I've got some more observations about why the current Free Haven design
is Hard. I should get them written down before they get pushed out of
my memory.

Reputation in p2p systems is traditionally about performance tracking --
that node has performed k successful transactions, so since I believe in
induction I'm more willing to work with him than some other guy with fewer
successes on record. Indeed, in the case of short-term transactions, such
as choosing mixes for a path through a mix-net, this approach should work
quite well: all you need is some indication of who to pick, and you're
on your way. You aren't risking long-term resources. But in environments
where the transactions involve a serious exchange of resources, and that
exchange doesn't happen instantaneously, this approach breaks down.

Rather than performance tracking, it becomes all about risk management.
It doesn't matter how many times he has succeeded in the past -- instead
you need to consider how much he has to gain by leaving the system,
and how much he has to gain by staying in the system. If he has more to
gain by bailing, the rational game player would leave.

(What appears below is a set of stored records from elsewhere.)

//! Flag predicate algebra.
//!
//! RULE: No component materializes record sets. Everything that needs a
//! population cardinality builds a `FlagExpr` and hands it to a `FlagSource`
//! for counting. Segmentation exclusions, funnel chains and regain predicates
//! are all expressed here.

use crate::types::CheckName;

/// A boolean predicate over the flag matrix of one group.
#[derive(Debug, Clone, PartialEq, Eq)]
pub enum FlagExpr {
    /// Matches every record.
    True,
    /// The named check flag is set.
    Check(CheckName),
    Not(Box<FlagExpr>),
    /// Conjunction. Empty list matches everything.
    All(Vec<FlagExpr>),
    /// Disjunction. Empty list matches nothing.
    Any(Vec<FlagExpr>),
}

impl FlagExpr {
    pub fn check(name: impl Into<CheckName>) -> Self {
        FlagExpr::Check(name.into())
    }

    pub fn not(expr: FlagExpr) -> Self {
        FlagExpr::Not(Box::new(expr))
    }

    /// Conjunction that flattens the trivial cases.
    pub fn all(mut exprs: Vec<FlagExpr>) -> Self {
        exprs.retain(|e| !matches!(e, FlagExpr::True));
        match exprs.len() {
            0 => FlagExpr::True,
            1 => exprs.into_iter().next().unwrap(),
            _ => FlagExpr::All(exprs),
        }
    }

    /// Disjunction over the given check names ("claimed by any" policy).
    pub fn any_check(names: &[CheckName]) -> Self {
        let exprs: Vec<FlagExpr> = names.iter().cloned().map(FlagExpr::Check).collect();
        match exprs.len() {
            1 => exprs.into_iter().next().unwrap(),
            _ => FlagExpr::Any(exprs),
        }
    }

    /// `self AND other`.
    pub fn and(self, other: FlagExpr) -> Self {
        FlagExpr::all(vec![self, other])
    }

    /// Evaluate against a single record. `flag` returns the boolean value of
    /// a named check for that record.
    pub fn eval<F>(&self, flag: &F) -> bool
    where
        F: Fn(&str) -> bool,
    {
        match self {
            FlagExpr::True => true,
            FlagExpr::Check(name) => flag(name),
            FlagExpr::Not(inner) => !inner.eval(flag),
            FlagExpr::All(items) => items.iter().all(|e| e.eval(flag)),
            FlagExpr::Any(items) => items.iter().any(|e| e.eval(flag)),
        }
    }

    /// Every check name referenced by this expression, in first-seen order.
    pub fn referenced_checks(&self) -> Vec<CheckName> {
        let mut out = Vec::new();
        self.collect_checks(&mut out);
        out
    }

    fn collect_checks(&self, out: &mut Vec<CheckName>) {
        match self {
            FlagExpr::True => {}
            FlagExpr::Check(name) => {
                if !out.iter().any(|n| n == name) {
                    out.push(name.clone());
                }
            }
            FlagExpr::Not(inner) => inner.collect_checks(out),
            FlagExpr::All(items) | FlagExpr::Any(items) => {
                for e in items {
                    e.collect_checks(out);
                }
            }
        }
    }
}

...Which leads to pseudospoofing. If the barrier to entry is the same
no matter how many nodes you sign up (and it seems that it has to be,
because we don't know how many nodes somebody signs up), then you
just factor that start-up cost to get back into the system when you're
deciding whether to bail. Indeed, because the person you're dealing with
may have lots of different outstanding contracts through many different
seemingly-unrelated nodes, and because even the outstanding contracts
with that one node are not published, it seems extremely hard to judge
whether the entity you're considering will get tipped over the edge by
your transaction.

Perhaps we can address the pseudospoofing issue by making sure that no
single node has incentive to leave. Can we safely say that if no node an
entity controls has incentive to leave, then the sum of the nodes also
does not have incentive? That seems a tricky statement, but a very nice
one if we can say it convincingly.

(But note that the long term
build-up-a-reputation-and-then-spend-it-and-leave attack is still
unsolved, and seems very hard to solve in a system where you can just
join back as a new person afterwards.)

We can address the one-node's-incentive problem by centralizing the
system more. We choose a few trusted seeds. Contracts get registered
at these seeds or their designees in the trust web, and you don't get
paid your reputation capital unless a registered contract successfully
completes. Maybe your payment is escrowed somewhere too. Because agents
know more about the other contracts a node in question has, they can
make more enlightened choices about whether that single node is scary.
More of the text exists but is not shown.